Segment Start: Information given

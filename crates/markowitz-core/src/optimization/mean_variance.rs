use serde::{Deserialize, Serialize};
use std::time::Instant;
use tracing::{info, warn};

use super::objective::{mat_vec_multiply, portfolio_metrics, Objective, SharpeRatio, Volatility};
use super::solver::{ProjectedGradient, Solver, WeightConstraints};
use crate::config::{check_excess_return, AnalysisConfig};
use crate::error::MarkowitzError;
use crate::estimation::{AssetStatistics, AssetSummary};
use crate::types::{with_metadata, ComputationOutput};
use crate::MarkowitzResult;

/// Constraint tolerance a returned weight vector must meet.
pub const WEIGHT_TOLERANCE: f64 = 1e-6;
/// Weights above this share trigger a concentration warning.
const CONCENTRATION_WARNING: f64 = 0.40;

// ---------------------------------------------------------------------------
// Types
// ---------------------------------------------------------------------------

/// Input to mean-variance optimization from precomputed statistics.
#[derive(Debug, Clone, Serialize, Deserialize)]
pub struct MeanVarianceInput {
    /// Asset identifiers.
    pub asset_names: Vec<String>,
    /// Annualized expected returns per asset.
    pub expected_returns: Vec<f64>,
    /// N x N annualized covariance matrix.
    pub covariance_matrix: Vec<Vec<f64>>,
    #[serde(default)]
    pub config: AnalysisConfig,
}

/// A single asset weight with risk/return contribution.
#[derive(Debug, Clone, PartialEq, Serialize, Deserialize)]
pub struct AssetWeight {
    pub ticker: String,
    pub weight: f64,
    /// Weight times marginal risk contribution; sums to portfolio risk.
    pub contribution_to_risk: f64,
    /// Weight times expected return; sums to portfolio return.
    pub contribution_to_return: f64,
}

/// A solved portfolio with its performance metrics.
#[derive(Debug, Clone, PartialEq, Serialize, Deserialize)]
pub struct PortfolioPoint {
    pub weights: Vec<AssetWeight>,
    pub expected_return: f64,
    pub risk: f64,
    /// `None` for a zero-risk portfolio.
    pub sharpe_ratio: Option<f64>,
    pub iterations: u32,
}

impl PortfolioPoint {
    /// Bare weight vector in universe order.
    pub fn weight_vector(&self) -> Vec<f64> {
        self.weights.iter().map(|w| w.weight).collect()
    }
}

/// Result of one optimization call. A failure is scoped to the call and does
/// not invalidate the rest of the analysis.
#[derive(Debug, Clone, PartialEq, Serialize, Deserialize)]
#[serde(tag = "status", rename_all = "snake_case")]
pub enum PortfolioOutcome {
    Converged(PortfolioPoint),
    Failed { reason: String },
}

impl PortfolioOutcome {
    pub fn from_result(result: MarkowitzResult<PortfolioPoint>) -> Self {
        match result {
            Ok(point) => PortfolioOutcome::Converged(point),
            Err(e) => PortfolioOutcome::Failed {
                reason: e.to_string(),
            },
        }
    }

    pub fn point(&self) -> Option<&PortfolioPoint> {
        match self {
            PortfolioOutcome::Converged(p) => Some(p),
            PortfolioOutcome::Failed { .. } => None,
        }
    }
}

/// Output of mean-variance optimization.
#[derive(Debug, Clone, Serialize, Deserialize)]
pub struct MeanVarianceOutput {
    pub assets: Vec<AssetSummary>,
    /// Maximum Sharpe ratio portfolio.
    pub optimal_portfolio: PortfolioOutcome,
    /// Minimum volatility portfolio.
    pub minimum_risk_portfolio: PortfolioOutcome,
}

// ---------------------------------------------------------------------------
// Public API
// ---------------------------------------------------------------------------

/// Equal weighting, the neutral feasible starting point.
pub fn equal_weights(n: usize) -> Vec<f64> {
    vec![1.0 / n as f64; n]
}

/// Long-only, fully invested portfolio maximizing the Sharpe ratio.
pub fn optimal_portfolio(
    stats: &AssetStatistics,
    risk_free_rate: f64,
    solver: &dyn Solver,
) -> MarkowitzResult<PortfolioPoint> {
    check_excess_return(&stats.mean_returns, risk_free_rate)?;
    let objective = SharpeRatio {
        mean_returns: &stats.mean_returns,
        covariance: &stats.covariance,
        risk_free_rate,
    };
    let point = solve(&objective, stats, risk_free_rate, solver)?;
    point.sharpe_ratio.ok_or_else(|| {
        MarkowitzError::DegenerateInput("Optimal portfolio has zero risk".into())
    })?;
    Ok(point)
}

/// Long-only, fully invested portfolio minimizing volatility.
pub fn minimum_risk_portfolio(
    stats: &AssetStatistics,
    risk_free_rate: f64,
    solver: &dyn Solver,
) -> MarkowitzResult<PortfolioPoint> {
    let objective = Volatility {
        covariance: &stats.covariance,
    };
    solve(&objective, stats, risk_free_rate, solver)
}

/// Optimize both portfolios from precomputed annualized statistics.
pub fn optimize_mean_variance(
    input: &MeanVarianceInput,
) -> MarkowitzResult<ComputationOutput<MeanVarianceOutput>> {
    let start = Instant::now();
    input.config.validate()?;

    let stats = AssetStatistics::from_annualized(
        input.asset_names.clone(),
        input.expected_returns.clone(),
        input.covariance_matrix.clone(),
        input.config.periods_per_year(),
    )?;
    input.config.validate_excess_return(&stats.mean_returns)?;
    let solver = ProjectedGradient::new(input.config.solver);
    let rf = input.config.risk_free_rate;

    let optimal = PortfolioOutcome::from_result(optimal_portfolio(&stats, rf, &solver));
    let minimum_risk = PortfolioOutcome::from_result(minimum_risk_portfolio(&stats, rf, &solver));
    let warnings = portfolio_warnings(&optimal, &minimum_risk);

    let output = MeanVarianceOutput {
        assets: stats.asset_summaries(),
        optimal_portfolio: optimal,
        minimum_risk_portfolio: minimum_risk,
    };

    let elapsed = start.elapsed().as_micros() as u64;
    Ok(with_metadata(
        "Markowitz Mean-Variance Optimization (projected gradient, long-only)",
        &serde_json::json!({
            "n_assets": stats.num_assets(),
            "risk_free_rate": rf,
            "max_iterations": input.config.solver.max_iterations,
            "tolerance": input.config.solver.tolerance,
        }),
        warnings,
        elapsed,
        output,
    ))
}

/// Warnings for failed or concentrated portfolios.
pub(crate) fn portfolio_warnings(
    optimal: &PortfolioOutcome,
    minimum_risk: &PortfolioOutcome,
) -> Vec<String> {
    let mut warnings = Vec::new();
    for (label, outcome) in [("Optimal", optimal), ("Minimum-risk", minimum_risk)] {
        match outcome {
            PortfolioOutcome::Failed { reason } => {
                warnings.push(format!("{} portfolio unavailable: {}", label, reason));
            }
            PortfolioOutcome::Converged(point) => {
                for aw in &point.weights {
                    if point.weights.len() > 1 && aw.weight > CONCENTRATION_WARNING {
                        warnings.push(format!(
                            "Concentrated position in {} portfolio: {} has weight {:.4}",
                            label, aw.ticker, aw.weight
                        ));
                    }
                }
            }
        }
    }
    warnings
}

// ---------------------------------------------------------------------------
// Core routine
// ---------------------------------------------------------------------------

fn solve(
    objective: &dyn Objective,
    stats: &AssetStatistics,
    risk_free_rate: f64,
    solver: &dyn Solver,
) -> MarkowitzResult<PortfolioPoint> {
    let n = stats.num_assets();
    let constraints = WeightConstraints::long_only();
    constraints.validate(n)?;

    // A single asset has exactly one feasible allocation.
    let (weights, iterations) = if n == 1 {
        (vec![1.0], 0)
    } else {
        let m = solver.minimize(objective, &equal_weights(n), &constraints)?;
        if !m.converged {
            warn!(
                objective = objective.name(),
                iterations = m.iterations,
                delta = m.last_delta,
                "optimization did not converge"
            );
            return Err(MarkowitzError::ConvergenceFailure {
                function: objective.name().to_string(),
                iterations: m.iterations,
                last_delta: m.last_delta,
            });
        }
        (m.weights, m.iterations)
    };

    if !constraints.is_satisfied(&weights, WEIGHT_TOLERANCE) {
        let total: f64 = weights.iter().sum();
        return Err(MarkowitzError::ConvergenceFailure {
            function: format!("{} (constraint check)", objective.name()),
            iterations,
            last_delta: (total - constraints.budget).abs(),
        });
    }

    let metrics = portfolio_metrics(
        &weights,
        &stats.mean_returns,
        &stats.covariance,
        risk_free_rate,
    );
    info!(
        objective = objective.name(),
        iterations,
        expected_return = metrics.expected_return,
        risk = metrics.risk,
        "portfolio solved"
    );

    let sigma_w = mat_vec_multiply(&stats.covariance, &weights);
    let allocations = (0..n)
        .map(|i| AssetWeight {
            ticker: stats.tickers[i].clone(),
            weight: weights[i],
            contribution_to_risk: if metrics.risk > 0.0 {
                weights[i] * sigma_w[i] / metrics.risk
            } else {
                0.0
            },
            contribution_to_return: weights[i] * stats.mean_returns[i],
        })
        .collect();

    Ok(PortfolioPoint {
        weights: allocations,
        expected_return: metrics.expected_return,
        risk: metrics.risk,
        sharpe_ratio: metrics.sharpe_ratio,
        iterations,
    })
}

Segment End: Information given

About this exercise:
Copy exactly the lines above, starting at the opening line and finishing at the line in which "pub struct PortfolioPoint" occurs.

Completed exercise:
filename crates/markowitz-core/src/optimization/mean_variance.rs
use serde::{Deserialize, Serialize};
use std::time::Instant;
use tracing::{info, warn};

use super::objective::{mat_vec_multiply, portfolio_metrics, Objective, SharpeRatio, Volatility};
use super::solver::{ProjectedGradient, Solver, WeightConstraints};
use crate::config::{check_excess_return, AnalysisConfig};
use crate::error::MarkowitzError;
use crate::estimation::{AssetStatistics, AssetSummary};
use crate::types::{with_metadata, ComputationOutput};
use crate::MarkowitzResult;

/// Constraint tolerance a returned weight vector must meet.
pub const WEIGHT_TOLERANCE: f64 = 1e-6;
/// Weights above this share trigger a concentration warning.
const CONCENTRATION_WARNING: f64 = 0.40;

// ---------------------------------------------------------------------------
// Types
// ---------------------------------------------------------------------------

/// Input to mean-variance optimization from precomputed statistics.
#[derive(Debug, Clone, Serialize, Deserialize)]
pub struct MeanVarianceInput {
    /// Asset identifiers.
    pub asset_names: Vec<String>,
    /// Annualized expected returns per asset.
    pub expected_returns: Vec<f64>,
    /// N x N annualized covariance matrix.
    pub covariance_matrix: Vec<Vec<f64>>,
    #[serde(default)]
    pub config: AnalysisConfig,
}

/// A single asset weight with risk/return contribution.
#[derive(Debug, Clone, PartialEq, Serialize, Deserialize)]
pub struct AssetWeight {
    pub ticker: String,
    pub weight: f64,
    /// Weight times marginal risk contribution; sums to portfolio risk.
    pub contribution_to_risk: f64,
    /// Weight times expected return; sums to portfolio return.
    pub contribution_to_return: f64,
}

/// A solved portfolio with its performance metrics.
#[derive(Debug, Clone, PartialEq, Serialize, Deserialize)]
pub struct PortfolioPoint {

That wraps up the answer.